The preceding section outlined the motivations that underpin my research, analysis, and statistical exploration of the data. I also have the objective of reviewing relevant literature. Additionally, this report encompasses four distinct components, with one of them focusing on the data, including its source, characteristics, and the methodologies employed for data refinement.

2. Related works

Numerous techniques and models are employed within the domain of machine learning for the prediction of housing prices. My project was conducted within King County, Washington, in the United States.

2.1 Dataset

2.1.1 Data collection

I sourced the dataset from Kaggle (Burhan Y. Kiyakoglu, 2019), which revolves around housing prices in King County, United States, spanning from May 2014 to May 2015. The dataset comprises 21 columns and a total of 21,613 rows. In this dataset, the price serves as the dependent variable, while all columns, excluding 'id' and 'date,' represent independent variables. As Figure below, the initial five rows of data are provided for reference.
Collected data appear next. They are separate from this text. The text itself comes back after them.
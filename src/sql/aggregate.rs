//! GROUP BY/aggregates, DISTINCT/REDUCED, ORDER BY and slicing (spec
//! §4.6.10, §4.6.11, §4.6.13).

use spargebra::algebra::{AggregateExpression, AggregateFunction, OrderExpression};
use spargebra::term::Variable;

use crate::error::{EngineError, EngineResult};
use crate::sql::context::{column_alias, value_column_alias, AliasAllocator, CompiledPattern, TranslationContext};
use crate::sql::expr::ExprCompiler;

/// Lowers `Group{inner, variables, aggregates}`. Each aggregate's target
/// variable becomes an output column; the grouping keys are re-exposed
/// under their original variable names.
pub fn compile_group(
    ctx: &mut TranslationContext,
    alloc: &mut AliasAllocator,
    inner: CompiledPattern,
    group_vars: &[Variable],
    aggregates: &[(Variable, AggregateExpression)],
) -> EngineResult<CompiledPattern> {
    ctx.charge_node()?;
    let src_alias = alloc.next_subquery_alias();

    let mut select = Vec::new();
    let mut group_by = Vec::new();
    let mut columns = std::collections::HashMap::new();

    for var in group_vars {
        let col = inner
            .columns
            .get(var)
            .ok_or_else(|| crate::error::translation_error("GROUP BY variable not bound", var.as_str()))?;
        let out_col = column_alias(var);
        select.push(format!("{src_alias}.{col} AS {out_col}"));
        group_by.push(format!("{src_alias}.{col}"));
        columns.insert(var.clone(), out_col);
    }

    let var_columns: std::collections::HashMap<Variable, String> = inner
        .columns
        .iter()
        .map(|(v, c)| (v.clone(), format!("{src_alias}.{c}")))
        .collect();
    let mut all_joins = Vec::new();

    for (out_var, agg) in aggregates {
        // Aggregate outputs are SQL scalars (bigint/numeric/text), never
        // term UUIDs — project as text under the value-column naming so the
        // executor decodes them as plain literals (spec §4.6.10, §4.6.11).
        let out_col = value_column_alias(out_var);
        let mut compiler = ExprCompiler::new(ctx.tables, &var_columns);
        let expr_sql = compile_aggregate(&mut compiler, agg)?;
        all_joins.extend(compiler.into_joins());
        select.push(format!("({expr_sql})::text AS {out_col}"));
        columns.insert(out_var.clone(), out_col);
    }

    if select.is_empty() {
        select.push("1 AS unit".to_string());
    }

    let join_clause = render_term_joins(&all_joins, ctx.tables);
    let group_clause = if group_by.is_empty() {
        String::new()
    } else {
        format!(" GROUP BY {}", group_by.join(", "))
    };

    let sql = format!(
        "SELECT {} FROM ({}) AS {src_alias}{join_clause}{group_clause}",
        select.join(", "),
        inner.sql
    );
    Ok(CompiledPattern {
        sql,
        columns,
        nullable: Default::default(),
    })
}

fn compile_aggregate(compiler: &mut ExprCompiler, agg: &AggregateExpression) -> EngineResult<String> {
    match agg {
        AggregateExpression::CountSolutions { distinct: _ } => Ok("COUNT(*)".to_string()),
        AggregateExpression::FunctionCall { name, expr, distinct } => {
            let value = compiler.compile_value(expr)?;
            let distinct_kw = if *distinct { "DISTINCT " } else { "" };
            match name {
                AggregateFunction::Count => Ok(format!("COUNT({distinct_kw}{value})")),
                AggregateFunction::Sum => Ok(format!("COALESCE(SUM({distinct_kw}({value})::numeric), 0)")),
                AggregateFunction::Avg => Ok(format!("AVG({distinct_kw}({value})::numeric)")),
                AggregateFunction::Min => Ok(format!("MIN({distinct_kw}{value})")),
                AggregateFunction::Max => Ok(format!("MAX({distinct_kw}{value})")),
                AggregateFunction::Sample => Ok(format!("MIN({value})")),
                AggregateFunction::GroupConcat { separator } => {
                    let sep = separator.as_deref().unwrap_or(" ");
                    Ok(format!(
                        "STRING_AGG({distinct_kw}{value}, '{}')",
                        sep.replace('\'', "''")
                    ))
                }
                AggregateFunction::Custom(name) => Err(EngineError::UnsupportedFeature(format!(
                    "custom aggregate {} is not supported",
                    name.as_str()
                ))),
                #[allow(unreachable_patterns)]
                _ => Err(EngineError::UnsupportedFeature("aggregate not supported".to_string())),
            }
        }
    }
}

/// Lowers `OrderBy{inner, expression}` (spec §4.6.13): non-numeric
/// comparison falls back to lexical text order on the resolved term value.
pub fn compile_order_by(
    ctx: &mut TranslationContext,
    alloc: &mut AliasAllocator,
    inner: CompiledPattern,
    order: &[OrderExpression],
) -> EngineResult<CompiledPattern> {
    ctx.charge_node()?;
    let src_alias = alloc.next_subquery_alias();
    let var_columns: std::collections::HashMap<Variable, String> = inner
        .columns
        .iter()
        .map(|(v, c)| (v.clone(), format!("{src_alias}.{c}")))
        .collect();

    let mut compiler = ExprCompiler::new(ctx.tables, &var_columns);
    let mut order_terms = Vec::new();
    for o in order {
        let (expr, desc) = match o {
            OrderExpression::Asc(e) => (e, false),
            OrderExpression::Desc(e) => (e, true),
        };
        let sql = compiler.compile_value(expr)?;
        order_terms.push(format!("{sql} {}", if desc { "DESC" } else { "ASC" }));
    }
    let joins = compiler.into_joins();
    let join_clause = render_term_joins(&joins, ctx.tables);

    let sql = format!(
        "SELECT {src_alias}.* FROM ({}) AS {src_alias}{join_clause} ORDER BY {}",
        inner.sql,
        order_terms.join(", ")
    );
    Ok(CompiledPattern {
        sql,
        columns: inner.columns,
        nullable: inner.nullable,
    })
}

pub fn compile_distinct(alloc: &mut AliasAllocator, inner: CompiledPattern) -> CompiledPattern {
    let src_alias = alloc.next_subquery_alias();
    let sql = format!("SELECT DISTINCT {src_alias}.* FROM ({}) AS {src_alias}", inner.sql);
    CompiledPattern {
        sql,
        columns: inner.columns,
        nullable: inner.nullable,
    }
}

pub fn compile_slice(
    alloc: &mut AliasAllocator,
    inner: CompiledPattern,
    start: usize,
    length: Option<usize>,
) -> CompiledPattern {
    let src_alias = alloc.next_subquery_alias();
    let limit = match length {
        Some(n) => format!(" LIMIT {n}"),
        None => String::new(),
    };
    let sql = format!(
        "SELECT {src_alias}.* FROM ({}) AS {src_alias} OFFSET {start}{limit}",
        inner.sql
    );
    CompiledPattern {
        sql,
        columns: inner.columns,
        nullable: inner.nullable,
    }
}

pub fn compile_project(
    alloc: &mut AliasAllocator,
    inner: CompiledPattern,
    vars: &[Variable],
) -> EngineResult<CompiledPattern> {
    let src_alias = alloc.next_subquery_alias();
    let mut select = Vec::new();
    let mut columns = std::collections::HashMap::new();
    let mut nullable = std::collections::HashSet::new();
    for var in vars {
        match inner.columns.get(var) {
            Some(col) => {
                select.push(format!("{src_alias}.{col} AS {col}"));
                columns.insert(var.clone(), col.clone());
                if inner.nullable.contains(var) {
                    nullable.insert(var.clone());
                }
            }
            None => {
                let out_col = column_alias(var);
                select.push(format!("NULL::uuid AS {out_col}"));
                columns.insert(var.clone(), out_col.clone());
                nullable.insert(var.clone());
            }
        }
    }
    if select.is_empty() {
        select.push("1 AS unit".to_string());
    }
    let sql = format!("SELECT {} FROM ({}) AS {src_alias}", select.join(", "), inner.sql);
    Ok(CompiledPattern {
        sql,
        columns,
        nullable,
    })
}

pub(crate) fn render_term_joins(joins: &[crate::sql::expr::TermJoin], tables: &crate::space::SpaceTables) -> String {
    let mut clause = String::new();
    for j in joins {
        clause.push_str(&format!(
            " LEFT JOIN {term} AS {alias} ON {alias}.term_uuid = {uuid_expr} LEFT JOIN {datatype} AS {dt_alias} ON {dt_alias}.datatype_id = {alias}.datatype_id",
            term = tables.term(),
            alias = j.alias,
            uuid_expr = j.uuid_expr,
            datatype = tables.datatype(),
            dt_alias = j.datatype_alias,
        ));
    }
    clause
}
Figure 3. 5 rows of data from dataset.

2.1.2 Dataset description

Explanation of 21 features:

  • ID: A unique identifier for each house.
  • Date: The date when the house was purchased.
  • Price: The cost of the house.
  • Bedrooms: The number of bedrooms in the house.
  • Bathrooms: The count of bathrooms within the house.
  • Sqft_living: The width of the house in square feet.
  • Sqft_lot: The land area of the property in square feet.
  • Floors: The number of levels or floors in the house.
  • Waterfront: A binary indicator for houses situated near water bodies.
  • View: A measure of the scenic view associated with the property.
  • Condition: An assessment of the overall condition of the house.
  • Grade: An evaluation of the overall quality and grade of the house.
  • Sqft_above: The interior area of the house above the ground.
  • Sqft_basement: The living space located in the basement.
  • Yr_built: The year when construction of the house was completed.
  • Yr_renovated: The year in which the house underwent renovation.
  • Zipcode: The postal code of the house's location.
  • Lat: The latitude coordinate of the property.
  • Long: The longitude coordinate of the property. Figure 4. 21 features of dataset.

Figure 6. Two-Variable Relationships. Figure 7. Correlation between Two Variables. Figure 14.2, there are examples that visually demonstrate the correlation between two variables. It's important to note that when the correlation coefficient equals either +1.0 or - 1.0, it indicates a perfect linear relationship, meaning that all the data points represented by (x, y) pairs align perfectly on a straight line. The more the data points deviate from forming a straight line, the closer the correlation coefficient gets to 0.0, signifying a weaker or no discernible correlation between the two variables. In essence, the deviation from a straight-line pattern is an indicator of the strength of the correlation, with 0.0 representing little to no correlation, and +1. or - 1.0 indicating a strong and perfect linear correlation (Groebner et al., 2018).

Figure 8. Pearson product moment correlation. When two variables are correlated, the formula used to calculate the correlation coefficient is known as the Pearson product-moment correlation coefficient. A perfect positive correlation (r = +1.0) or a perfect negative correlation (r = - 1.0) can be found in the sample correlation coefficient. If every point on the scatter plot is on a straight line, then there is a perfect correlation. In the event when there is no linear link between two variables, the x and y variables have no linear relationship, and their correlation is 0. Thus, the linear link between the two variables is greater the further the correlation deviates from 0.0. The direction of the association is indicated by the correlation coefficient's sign (Groebner et al., 2018).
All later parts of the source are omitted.